> _Exercise directions_:
Return exactly those lines of the material below that fall between the line holding "have a preference" and the line holding "I've stopped. What", inclusive.

> _Data extracts_:

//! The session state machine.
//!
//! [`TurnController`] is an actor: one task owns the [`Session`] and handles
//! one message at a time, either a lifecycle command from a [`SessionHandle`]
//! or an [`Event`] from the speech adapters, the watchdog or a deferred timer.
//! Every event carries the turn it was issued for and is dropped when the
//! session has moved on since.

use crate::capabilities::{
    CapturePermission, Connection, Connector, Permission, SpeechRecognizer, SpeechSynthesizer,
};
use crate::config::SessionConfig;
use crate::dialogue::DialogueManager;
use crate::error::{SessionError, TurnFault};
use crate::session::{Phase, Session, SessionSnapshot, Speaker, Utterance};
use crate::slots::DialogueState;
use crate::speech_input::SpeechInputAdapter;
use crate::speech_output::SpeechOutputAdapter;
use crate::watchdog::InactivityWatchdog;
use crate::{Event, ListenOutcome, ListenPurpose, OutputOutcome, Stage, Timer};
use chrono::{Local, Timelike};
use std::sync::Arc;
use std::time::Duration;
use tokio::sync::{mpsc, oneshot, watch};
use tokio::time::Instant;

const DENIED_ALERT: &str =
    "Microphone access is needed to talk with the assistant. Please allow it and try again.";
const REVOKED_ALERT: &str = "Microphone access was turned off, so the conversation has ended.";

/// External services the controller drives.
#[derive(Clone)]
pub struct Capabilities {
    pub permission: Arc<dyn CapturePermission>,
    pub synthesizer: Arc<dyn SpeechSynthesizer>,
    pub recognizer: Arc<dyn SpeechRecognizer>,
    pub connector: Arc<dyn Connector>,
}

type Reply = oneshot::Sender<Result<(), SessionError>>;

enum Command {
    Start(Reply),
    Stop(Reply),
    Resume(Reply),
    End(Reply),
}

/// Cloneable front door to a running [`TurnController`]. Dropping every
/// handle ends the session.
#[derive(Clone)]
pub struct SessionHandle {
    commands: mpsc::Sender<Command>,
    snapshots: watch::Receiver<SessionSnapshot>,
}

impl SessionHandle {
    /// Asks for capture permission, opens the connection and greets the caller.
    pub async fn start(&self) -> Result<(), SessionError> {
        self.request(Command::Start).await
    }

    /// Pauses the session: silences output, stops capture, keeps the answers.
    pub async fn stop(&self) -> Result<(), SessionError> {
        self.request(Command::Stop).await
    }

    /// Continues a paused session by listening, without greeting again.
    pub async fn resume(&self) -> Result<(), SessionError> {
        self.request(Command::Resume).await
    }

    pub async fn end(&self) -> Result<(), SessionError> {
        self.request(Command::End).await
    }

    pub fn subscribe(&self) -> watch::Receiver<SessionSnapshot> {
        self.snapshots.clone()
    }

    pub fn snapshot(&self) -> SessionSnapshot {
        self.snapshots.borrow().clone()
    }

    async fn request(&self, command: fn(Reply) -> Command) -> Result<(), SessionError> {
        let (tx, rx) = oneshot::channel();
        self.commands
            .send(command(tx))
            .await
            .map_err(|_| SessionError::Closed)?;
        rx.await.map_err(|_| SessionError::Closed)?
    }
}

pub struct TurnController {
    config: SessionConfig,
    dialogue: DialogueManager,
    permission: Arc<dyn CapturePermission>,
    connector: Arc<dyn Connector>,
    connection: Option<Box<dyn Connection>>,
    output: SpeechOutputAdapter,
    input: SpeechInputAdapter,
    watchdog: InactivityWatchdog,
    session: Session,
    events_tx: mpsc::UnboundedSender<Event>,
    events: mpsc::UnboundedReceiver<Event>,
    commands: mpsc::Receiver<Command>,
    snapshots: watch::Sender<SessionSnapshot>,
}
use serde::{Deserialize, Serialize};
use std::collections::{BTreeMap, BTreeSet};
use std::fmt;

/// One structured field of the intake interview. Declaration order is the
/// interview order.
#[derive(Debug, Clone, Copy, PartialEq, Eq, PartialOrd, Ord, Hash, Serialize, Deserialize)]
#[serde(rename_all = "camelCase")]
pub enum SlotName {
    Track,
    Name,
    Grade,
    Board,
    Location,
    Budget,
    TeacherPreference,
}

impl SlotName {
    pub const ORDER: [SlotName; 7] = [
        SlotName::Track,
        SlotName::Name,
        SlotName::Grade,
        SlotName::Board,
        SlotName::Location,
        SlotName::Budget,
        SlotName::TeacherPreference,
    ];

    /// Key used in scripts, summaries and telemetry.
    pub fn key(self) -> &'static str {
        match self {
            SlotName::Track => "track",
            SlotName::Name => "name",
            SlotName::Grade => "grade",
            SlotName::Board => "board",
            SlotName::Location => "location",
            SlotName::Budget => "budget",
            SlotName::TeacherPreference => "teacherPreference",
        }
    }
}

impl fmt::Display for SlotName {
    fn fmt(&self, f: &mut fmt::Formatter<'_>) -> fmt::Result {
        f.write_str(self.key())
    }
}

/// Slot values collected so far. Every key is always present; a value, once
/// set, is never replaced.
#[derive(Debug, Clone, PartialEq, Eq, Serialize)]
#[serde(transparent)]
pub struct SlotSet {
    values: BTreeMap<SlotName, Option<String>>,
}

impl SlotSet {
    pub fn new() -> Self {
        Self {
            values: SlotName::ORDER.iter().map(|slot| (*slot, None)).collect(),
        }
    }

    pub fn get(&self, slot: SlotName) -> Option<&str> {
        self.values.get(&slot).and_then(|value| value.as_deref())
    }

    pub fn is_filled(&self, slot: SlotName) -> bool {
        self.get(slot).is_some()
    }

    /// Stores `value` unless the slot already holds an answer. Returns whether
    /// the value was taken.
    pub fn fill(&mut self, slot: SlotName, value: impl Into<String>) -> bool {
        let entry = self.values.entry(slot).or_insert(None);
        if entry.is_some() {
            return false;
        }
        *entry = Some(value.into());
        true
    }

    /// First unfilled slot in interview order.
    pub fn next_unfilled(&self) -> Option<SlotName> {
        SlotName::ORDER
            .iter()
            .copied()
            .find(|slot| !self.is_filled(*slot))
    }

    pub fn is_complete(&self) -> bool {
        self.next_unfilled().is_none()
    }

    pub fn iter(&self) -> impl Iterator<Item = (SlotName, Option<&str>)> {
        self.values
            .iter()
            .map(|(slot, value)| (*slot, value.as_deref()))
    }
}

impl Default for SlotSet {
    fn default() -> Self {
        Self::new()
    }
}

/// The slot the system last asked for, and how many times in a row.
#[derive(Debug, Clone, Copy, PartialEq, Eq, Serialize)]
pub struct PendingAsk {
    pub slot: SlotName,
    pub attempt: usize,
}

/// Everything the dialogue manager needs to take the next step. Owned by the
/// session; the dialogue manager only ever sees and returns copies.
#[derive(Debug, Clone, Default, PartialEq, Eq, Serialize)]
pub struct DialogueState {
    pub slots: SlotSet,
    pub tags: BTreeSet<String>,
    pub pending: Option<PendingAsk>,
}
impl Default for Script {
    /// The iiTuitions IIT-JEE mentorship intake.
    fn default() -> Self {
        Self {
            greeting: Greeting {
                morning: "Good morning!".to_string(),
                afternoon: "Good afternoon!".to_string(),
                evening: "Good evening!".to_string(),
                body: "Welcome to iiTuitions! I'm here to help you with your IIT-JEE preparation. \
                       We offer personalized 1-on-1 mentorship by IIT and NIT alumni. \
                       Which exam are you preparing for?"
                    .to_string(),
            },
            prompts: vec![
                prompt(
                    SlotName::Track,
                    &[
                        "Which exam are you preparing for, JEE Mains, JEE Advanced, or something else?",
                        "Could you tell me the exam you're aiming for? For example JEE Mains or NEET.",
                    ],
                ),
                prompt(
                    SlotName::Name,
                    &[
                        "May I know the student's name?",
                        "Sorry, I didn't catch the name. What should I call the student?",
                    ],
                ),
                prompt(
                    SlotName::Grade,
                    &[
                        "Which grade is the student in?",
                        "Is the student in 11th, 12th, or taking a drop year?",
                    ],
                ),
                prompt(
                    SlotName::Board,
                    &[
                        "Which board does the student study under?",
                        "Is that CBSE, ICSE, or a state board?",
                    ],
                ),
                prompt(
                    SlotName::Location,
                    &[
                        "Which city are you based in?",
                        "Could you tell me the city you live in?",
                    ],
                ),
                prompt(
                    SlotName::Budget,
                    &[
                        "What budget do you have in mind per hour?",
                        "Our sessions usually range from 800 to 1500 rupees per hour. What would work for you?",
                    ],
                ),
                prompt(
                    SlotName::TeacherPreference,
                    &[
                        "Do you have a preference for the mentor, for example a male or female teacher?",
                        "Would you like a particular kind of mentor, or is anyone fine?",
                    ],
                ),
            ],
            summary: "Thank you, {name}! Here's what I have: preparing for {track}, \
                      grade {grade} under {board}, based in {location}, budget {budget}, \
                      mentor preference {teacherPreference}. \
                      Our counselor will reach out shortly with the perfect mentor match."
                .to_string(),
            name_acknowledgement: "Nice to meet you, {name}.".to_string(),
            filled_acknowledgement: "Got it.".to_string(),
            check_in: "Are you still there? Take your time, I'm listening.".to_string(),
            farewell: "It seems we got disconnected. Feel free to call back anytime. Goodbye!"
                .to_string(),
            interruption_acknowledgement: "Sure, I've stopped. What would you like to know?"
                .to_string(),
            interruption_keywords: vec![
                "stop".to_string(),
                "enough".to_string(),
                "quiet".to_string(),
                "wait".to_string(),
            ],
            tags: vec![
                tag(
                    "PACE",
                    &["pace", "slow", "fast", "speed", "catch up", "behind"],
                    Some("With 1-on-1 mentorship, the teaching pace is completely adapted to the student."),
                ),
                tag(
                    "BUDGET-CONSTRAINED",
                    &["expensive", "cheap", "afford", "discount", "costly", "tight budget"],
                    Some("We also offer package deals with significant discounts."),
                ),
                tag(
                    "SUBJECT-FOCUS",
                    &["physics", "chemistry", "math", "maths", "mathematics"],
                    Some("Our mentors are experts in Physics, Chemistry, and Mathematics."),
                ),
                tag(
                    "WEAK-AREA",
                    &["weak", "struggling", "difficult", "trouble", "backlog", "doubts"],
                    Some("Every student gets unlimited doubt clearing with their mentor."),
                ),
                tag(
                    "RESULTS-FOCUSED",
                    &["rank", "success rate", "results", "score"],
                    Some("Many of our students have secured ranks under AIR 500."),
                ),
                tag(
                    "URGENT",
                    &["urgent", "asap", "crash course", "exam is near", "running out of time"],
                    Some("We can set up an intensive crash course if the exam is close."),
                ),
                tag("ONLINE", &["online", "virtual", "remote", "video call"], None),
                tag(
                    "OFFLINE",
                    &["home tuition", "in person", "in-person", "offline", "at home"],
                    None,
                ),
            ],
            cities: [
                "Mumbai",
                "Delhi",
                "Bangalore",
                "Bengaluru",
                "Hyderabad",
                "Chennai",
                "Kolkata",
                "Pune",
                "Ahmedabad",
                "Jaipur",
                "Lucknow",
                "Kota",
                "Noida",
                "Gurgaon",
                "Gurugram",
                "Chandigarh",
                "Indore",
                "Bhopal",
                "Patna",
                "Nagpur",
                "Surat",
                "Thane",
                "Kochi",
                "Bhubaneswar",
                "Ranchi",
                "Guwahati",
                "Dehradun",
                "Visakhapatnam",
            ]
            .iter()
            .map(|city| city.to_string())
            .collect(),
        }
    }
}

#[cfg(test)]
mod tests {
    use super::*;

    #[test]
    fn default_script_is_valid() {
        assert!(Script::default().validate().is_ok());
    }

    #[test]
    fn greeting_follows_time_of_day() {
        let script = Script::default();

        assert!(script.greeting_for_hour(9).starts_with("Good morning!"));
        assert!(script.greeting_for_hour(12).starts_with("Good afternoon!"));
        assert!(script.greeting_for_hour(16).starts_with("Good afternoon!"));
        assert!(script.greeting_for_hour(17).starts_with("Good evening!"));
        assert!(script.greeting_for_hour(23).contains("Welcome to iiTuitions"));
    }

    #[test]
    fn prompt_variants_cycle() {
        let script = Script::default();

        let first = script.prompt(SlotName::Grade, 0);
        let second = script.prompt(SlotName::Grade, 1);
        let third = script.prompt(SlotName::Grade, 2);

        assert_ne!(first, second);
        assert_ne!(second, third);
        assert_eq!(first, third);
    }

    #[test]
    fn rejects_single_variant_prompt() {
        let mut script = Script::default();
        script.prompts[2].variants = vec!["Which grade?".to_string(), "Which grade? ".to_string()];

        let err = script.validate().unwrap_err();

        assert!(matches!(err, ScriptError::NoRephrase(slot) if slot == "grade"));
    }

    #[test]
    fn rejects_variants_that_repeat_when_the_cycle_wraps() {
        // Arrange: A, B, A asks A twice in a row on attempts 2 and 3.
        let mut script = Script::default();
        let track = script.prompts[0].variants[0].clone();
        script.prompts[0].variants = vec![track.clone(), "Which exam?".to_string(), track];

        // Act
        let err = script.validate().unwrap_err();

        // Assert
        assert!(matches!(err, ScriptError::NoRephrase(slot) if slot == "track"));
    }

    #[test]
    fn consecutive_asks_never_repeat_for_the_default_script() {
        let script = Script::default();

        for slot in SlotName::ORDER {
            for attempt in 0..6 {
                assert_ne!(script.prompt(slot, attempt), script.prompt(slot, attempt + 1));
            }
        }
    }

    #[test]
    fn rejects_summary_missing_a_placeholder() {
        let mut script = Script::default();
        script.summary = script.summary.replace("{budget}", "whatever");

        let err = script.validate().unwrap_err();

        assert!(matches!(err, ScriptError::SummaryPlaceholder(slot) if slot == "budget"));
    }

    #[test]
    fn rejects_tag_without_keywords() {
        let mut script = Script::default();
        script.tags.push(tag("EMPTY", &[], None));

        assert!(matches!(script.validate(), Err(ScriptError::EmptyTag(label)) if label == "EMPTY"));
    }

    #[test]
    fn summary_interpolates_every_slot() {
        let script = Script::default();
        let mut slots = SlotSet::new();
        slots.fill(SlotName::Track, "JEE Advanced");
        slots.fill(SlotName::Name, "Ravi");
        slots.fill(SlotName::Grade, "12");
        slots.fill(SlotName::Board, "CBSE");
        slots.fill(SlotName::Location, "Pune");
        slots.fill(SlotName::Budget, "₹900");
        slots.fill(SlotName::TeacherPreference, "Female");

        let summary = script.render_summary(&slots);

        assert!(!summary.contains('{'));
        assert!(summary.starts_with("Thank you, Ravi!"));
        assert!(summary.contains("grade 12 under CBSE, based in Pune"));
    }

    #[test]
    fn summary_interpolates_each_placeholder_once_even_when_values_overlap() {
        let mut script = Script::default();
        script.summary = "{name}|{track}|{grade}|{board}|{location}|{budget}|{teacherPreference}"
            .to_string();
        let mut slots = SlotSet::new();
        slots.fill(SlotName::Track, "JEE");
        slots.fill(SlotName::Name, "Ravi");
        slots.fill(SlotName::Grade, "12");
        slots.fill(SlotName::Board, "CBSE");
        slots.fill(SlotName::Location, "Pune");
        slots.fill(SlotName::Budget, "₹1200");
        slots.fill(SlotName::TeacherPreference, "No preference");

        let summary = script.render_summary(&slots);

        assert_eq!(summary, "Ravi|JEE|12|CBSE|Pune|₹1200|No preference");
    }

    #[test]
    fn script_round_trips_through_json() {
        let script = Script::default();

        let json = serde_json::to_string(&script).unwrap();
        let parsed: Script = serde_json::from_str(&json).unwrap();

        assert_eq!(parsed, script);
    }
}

> _Result_:
                        "Do you have a preference for the mentor, for example a male or female teacher?",
                        "Would you like a particular kind of mentor, or is anyone fine?",
                    ],
                ),
            ],
            summary: "Thank you, {name}! Here's what I have: preparing for {track}, \
                      grade {grade} under {board}, based in {location}, budget {budget}, \
                      mentor preference {teacherPreference}. \
                      Our counselor will reach out shortly with the perfect mentor match."
                .to_string(),
            name_acknowledgement: "Nice to meet you, {name}.".to_string(),
            filled_acknowledgement: "Got it.".to_string(),
            check_in: "Are you still there? Take your time, I'm listening.".to_string(),
            farewell: "It seems we got disconnected. Feel free to call back anytime. Goodbye!"
                .to_string(),
            interruption_acknowledgement: "Sure, I've stopped. What would you like to know?"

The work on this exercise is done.